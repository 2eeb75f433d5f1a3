//! Filter Executor
//!
//! Evaluates a `FilterNode` tree against in-memory `Memory` rows, or
//! translates a supported subset of it into a parameterized SQL `WHERE`
//! clause for pushdown.

use chrono::{DateTime, Utc};
use regex::Regex;

use crate::filter::{ComparisonOp, FilterNode, FilterValue, LogicalOp, Operator};
use crate::memory::{JsonValue, Memory};

/// In-memory evaluator.
pub struct Executor;

impl Executor {
    /// Filters `rows`, keeping those that satisfy `node`.
    pub fn execute<'a>(node: &FilterNode, rows: &'a [Memory]) -> Vec<&'a Memory> {
        rows.iter().filter(|row| Self::eval(node, row)).collect()
    }

    fn eval(node: &FilterNode, memory: &Memory) -> bool {
        match node.operator {
            Operator::Logical(LogicalOp::And) => node.children.iter().all(|c| Self::eval(c, memory)),
            Operator::Logical(LogicalOp::Or) => node.children.iter().any(|c| Self::eval(c, memory)),
            Operator::Logical(LogicalOp::Not) => {
                node.children.first().map(|c| !Self::eval(c, memory)).unwrap_or(true)
            }
            Operator::Comparison(op) => Self::eval_comparison(op, node, memory),
            Operator::Temporal(op) => Self::eval_temporal(op, node, memory),
            Operator::Spatial(_) => false,
            Operator::Semantic(_) => false,
        }
    }

    fn eval_comparison(op: ComparisonOp, node: &FilterNode, memory: &Memory) -> bool {
        let actual = resolve_field(memory, &node.field);
        match op {
            ComparisonOp::Eq => values_equal(&node.value, actual.as_ref()),
            ComparisonOp::Ne => !values_equal(&node.value, actual.as_ref()),
            ComparisonOp::Gt | ComparisonOp::Lt | ComparisonOp::Ge | ComparisonOp::Le => {
                match (actual.as_ref().and_then(JsonValue::as_f64), node.value.as_f64()) {
                    (Some(a), Some(b)) => match op {
                        ComparisonOp::Gt => a > b,
                        ComparisonOp::Lt => a < b,
                        ComparisonOp::Ge => a >= b,
                        ComparisonOp::Le => a <= b,
                        _ => unreachable!(),
                    },
                    _ => false,
                }
            }
            ComparisonOp::Contains | ComparisonOp::StartsWith | ComparisonOp::EndsWith => {
                match (actual.as_ref().and_then(JsonValue::as_str_coerced), node.value.as_str_coerced()) {
                    (Some(a), Some(b)) => match op {
                        ComparisonOp::Contains => a.contains(&b),
                        ComparisonOp::StartsWith => a.starts_with(&b),
                        ComparisonOp::EndsWith => a.ends_with(&b),
                        _ => unreachable!(),
                    },
                    _ => false,
                }
            }
            ComparisonOp::Like => match actual.as_ref().and_then(JsonValue::as_str_coerced) {
                Some(a) => match node.value.as_str_coerced() {
                    Some(pattern) => like_regex(&pattern).map(|re| re.is_match(&a)).unwrap_or(false),
                    None => false,
                },
                None => false,
            },
            ComparisonOp::Regex => match actual.as_ref().and_then(JsonValue::as_str_coerced) {
                Some(a) => match node.value.as_str_coerced().and_then(|p| Regex::new(&p).ok()) {
                    Some(re) => re.is_match(&a),
                    None => false,
                },
                None => false,
            },
            ComparisonOp::In | ComparisonOp::NotIn => {
                let membership = match node.value.as_array() {
                    Some(items) => items.iter().any(|item| values_equal(item, actual.as_ref())),
                    None => false,
                };
                if matches!(op, ComparisonOp::In) {
                    membership
                } else {
                    !membership
                }
            }
            ComparisonOp::Between => match node.value.as_array() {
                Some([low, high]) => match (actual.as_ref().and_then(JsonValue::as_f64), low.as_f64(), high.as_f64()) {
                    (Some(a), Some(lo), Some(hi)) => a >= lo && a <= hi,
                    _ => false,
                },
                _ => false,
            },
        }
    }

    fn eval_temporal(op: crate::filter::TemporalOp, node: &FilterNode, memory: &Memory) -> bool {
        use crate::filter::TemporalOp::*;
        let actual_instant = resolve_field(memory, &node.field)
            .and_then(|v| v.as_str_coerced())
            .and_then(|s| DateTime::parse_from_rfc3339(&s).ok())
            .map(|dt| dt.with_timezone(&Utc));

        match op {
            Before | After => match (actual_instant, node.value.as_str_coerced().and_then(|s| DateTime::parse_from_rfc3339(&s).ok())) {
                (Some(a), Some(b)) => {
                    let b = b.with_timezone(&Utc);
                    if matches!(op, Before) { a < b } else { a > b }
                }
                _ => false,
            },
            Within => match (actual_instant, node.value.as_f64()) {
                (Some(a), Some(days)) => {
                    let age_days = (Utc::now() - a).num_seconds() as f64 / 86_400.0;
                    age_days.abs() <= days
                }
                _ => false,
            },
            AgeLt | AgeGt => match (actual_instant, node.value.as_f64()) {
                (Some(a), Some(target)) => {
                    let age_days = (Utc::now() - a).num_seconds() as f64 / 86_400.0;
                    if matches!(op, AgeLt) { age_days < target } else { age_days > target }
                }
                _ => false,
            },
        }
    }
}

fn like_regex(pattern: &str) -> Option<Regex> {
    let mut regex_pattern = String::from("(?i)^");
    for ch in pattern.chars() {
        match ch {
            '%' => regex_pattern.push_str(".*"),
            '_' => regex_pattern.push('.'),
            c if regex_syntax::is_meta_character(c) => {
                regex_pattern.push('\\');
                regex_pattern.push(c);
            }
            c => regex_pattern.push(c),
        }
    }
    regex_pattern.push('$');
    Regex::new(&regex_pattern).ok()
}

/// Resolves a dotted field path against either a known top-level `Memory`
/// column or, failing that, `processedData`. Returns `None` ("undefined")
/// when nothing resolves.
pub fn resolve_field(memory: &Memory, field: &str) -> Option<JsonValue> {
    let (head, rest) = match field.split_once('.') {
        Some((h, r)) => (h, Some(r)),
        None => (field, None),
    };

    let top_level = match head {
        "id" => Some(JsonValue::String(memory.id.clone())),
        "namespace" => Some(JsonValue::String(memory.namespace.clone())),
        "searchableContent" => Some(JsonValue::String(memory.searchable_content.clone())),
        "summary" => Some(JsonValue::String(memory.summary.clone())),
        "classification" => Some(JsonValue::String(memory.classification.as_str().to_string())),
        "importance" => Some(JsonValue::String(memory.importance.as_str().to_string())),
        "importanceScore" => Some(JsonValue::Number(memory.importance_score)),
        "confidenceScore" => Some(JsonValue::Number(memory.confidence_score)),
        "topic" => memory.topic.clone().map(JsonValue::String),
        "entities" => Some(JsonValue::Array(memory.entities.iter().cloned().map(JsonValue::String).collect())),
        "keywords" => Some(JsonValue::Array(memory.keywords.iter().cloned().map(JsonValue::String).collect())),
        "categoryPrimary" => Some(JsonValue::String(memory.category_primary.clone())),
        "classificationReason" => Some(JsonValue::String(memory.classification_reason.clone())),
        "retentionType" => Some(JsonValue::String(memory.retention_type.as_str().to_string())),
        "extractionTimestamp" => Some(JsonValue::String(memory.extraction_timestamp.to_rfc3339())),
        "createdAt" => Some(JsonValue::String(memory.created_at.to_rfc3339())),
        "duplicateOf" => memory.duplicate_of.clone().map(JsonValue::String),
        _ => None,
    };

    match (top_level, rest) {
        (Some(value), None) => Some(value),
        (Some(value), Some(path)) => value.get_path(path).cloned(),
        (None, _) => memory.metadata_path(field).cloned(),
    }
}

fn values_equal(expected: &FilterValue, actual: Option<&JsonValue>) -> bool {
    match actual {
        None => matches!(expected, FilterValue::Null),
        Some(JsonValue::Null) => matches!(expected, FilterValue::Null),
        Some(actual) => match expected {
            FilterValue::Null => false,
            FilterValue::Bool(b) => matches!(actual, JsonValue::Bool(a) if a == b),
            FilterValue::Number(n) => actual.as_f64().map(|a| (a - n).abs() < f64::EPSILON).unwrap_or(false),
            FilterValue::String(s) => actual.as_str_coerced().map(|a| &a == s).unwrap_or(false),
            FilterValue::Array(_) => false,
        },
    }
}

/// Result of translating a filter subtree into SQL.
#[derive(Debug, Clone)]
pub struct SqlPushdown {
    pub sql: String,
    pub parameters: Vec<rusqlite::types::Value>,
    pub estimated_cost: u32,
    pub can_use_index: bool,
}

/// Only `eq`, `gt`, `lt`, `ge`, `le`, `between`, `in`, `contains`, `and`,
/// `or` on non-nested fields are pushed down; anything else degrades to an
/// always-true predicate so the executor finishes the job in memory.
pub fn to_sql(node: &FilterNode) -> SqlPushdown {
    let mut parameters = Vec::new();
    let sql = build_sql(node, &mut parameters);
    let can_use_index = is_fully_pushdownable(node);
    SqlPushdown { sql, parameters, estimated_cost: crate::filter::optimizer::estimate_cost(node), can_use_index }
}

fn is_fully_pushdownable(node: &FilterNode) -> bool {
    match node.operator {
        Operator::Logical(LogicalOp::And) | Operator::Logical(LogicalOp::Or) => {
            node.children.iter().all(is_fully_pushdownable)
        }
        Operator::Comparison(op) => {
            !node.field.contains('.')
                && matches!(
                    op,
                    ComparisonOp::Eq
                        | ComparisonOp::Gt
                        | ComparisonOp::Lt
                        | ComparisonOp::Ge
                        | ComparisonOp::Le
                        | ComparisonOp::Between
                        | ComparisonOp::In
                        | ComparisonOp::Contains
                )
        }
        _ => false,
    }
}

fn build_sql(node: &FilterNode, parameters: &mut Vec<rusqlite::types::Value>) -> String {
    if !is_fully_pushdownable(node) {
        return "1=1".to_string();
    }

    match node.operator {
        Operator::Logical(LogicalOp::And) => {
            let parts: Vec<String> = node.children.iter().map(|c| build_sql(c, parameters)).collect();
            format!("({})", parts.join(" AND "))
        }
        Operator::Logical(LogicalOp::Or) => {
            let parts: Vec<String> = node.children.iter().map(|c| build_sql(c, parameters)).collect();
            format!("({})", parts.join(" OR "))
        }
        Operator::Comparison(op) => {
            let column = format!("json_extract(processed_data,'{}')", json_path(&node.field));
            match op {
                ComparisonOp::Eq => {
                    parameters.push(filter_value_to_sql(&node.value));
                    format!("{column} = ?")
                }
                ComparisonOp::Gt => {
                    parameters.push(filter_value_to_sql(&node.value));
                    format!("CAST({column} AS REAL) > ?")
                }
                ComparisonOp::Lt => {
                    parameters.push(filter_value_to_sql(&node.value));
                    format!("CAST({column} AS REAL) < ?")
                }
                ComparisonOp::Ge => {
                    parameters.push(filter_value_to_sql(&node.value));
                    format!("CAST({column} AS REAL) >= ?")
                }
                ComparisonOp::Le => {
                    parameters.push(filter_value_to_sql(&node.value));
                    format!("CAST({column} AS REAL) <= ?")
                }
                ComparisonOp::Between => {
                    if let Some([low, high]) = node.value.as_array() {
                        parameters.push(filter_value_to_sql(low));
                        parameters.push(filter_value_to_sql(high));
                        format!("CAST({column} AS REAL) BETWEEN ? AND ?")
                    } else {
                        "1=1".to_string()
                    }
                }
                ComparisonOp::In => {
                    if let Some(items) = node.value.as_array() {
                        let placeholders = vec!["?"; items.len()].join(",");
                        for item in items {
                            parameters.push(filter_value_to_sql(item));
                        }
                        format!("{column} IN ({placeholders})")
                    } else {
                        "1=1".to_string()
                    }
                }
                ComparisonOp::Contains => {
                    let text = node.value.as_str_coerced().unwrap_or_default();
                    parameters.push(rusqlite::types::Value::Text(format!("%{text}%")));
                    format!("{column} LIKE ?")
                }
                _ => "1=1".to_string(),
            }
        }
        _ => "1=1".to_string(),
    }
}

fn filter_value_to_sql(value: &FilterValue) -> rusqlite::types::Value {
    match value {
        FilterValue::Null => rusqlite::types::Value::Null,
        FilterValue::Bool(b) => rusqlite::types::Value::Integer(*b as i64),
        FilterValue::Number(n) => rusqlite::types::Value::Real(*n),
        FilterValue::String(s) => rusqlite::types::Value::Text(s.clone()),
        FilterValue::Array(_) => rusqlite::types::Value::Null,
    }
}

/// Whitelists a field path and renders it as a JSON path, nested segments
/// joined as `$.a.$.b.$.c` per the metadata strategy's predicate table.
fn json_path(field: &str) -> String {
    let re = Regex::new(r"^[A-Za-z_][A-Za-z0-9_]*$").expect("static regex");
    let segments: Vec<&str> = field.split('.').collect();
    if segments.iter().all(|s| re.is_match(s)) {
        format!("$.{}", segments.join(".$."))
    } else {
        "$.invalid_field".to_string()
    }
}

mod regex_syntax {
    pub fn is_meta_character(c: char) -> bool {
        matches!(c, '.' | '^' | '$' | '*' | '+' | '?' | '(' | ')' | '[' | ']' | '{' | '}' | '|' | '\\')
    }
}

> THE TASK
From the entries, report every line in which the string "EndsWith" occurs.

> RESPONSE TO THE EXERCISE
            ComparisonOp::Contains | ComparisonOp::StartsWith | ComparisonOp::EndsWith => {
                        ComparisonOp::EndsWith => a.ends_with(&b),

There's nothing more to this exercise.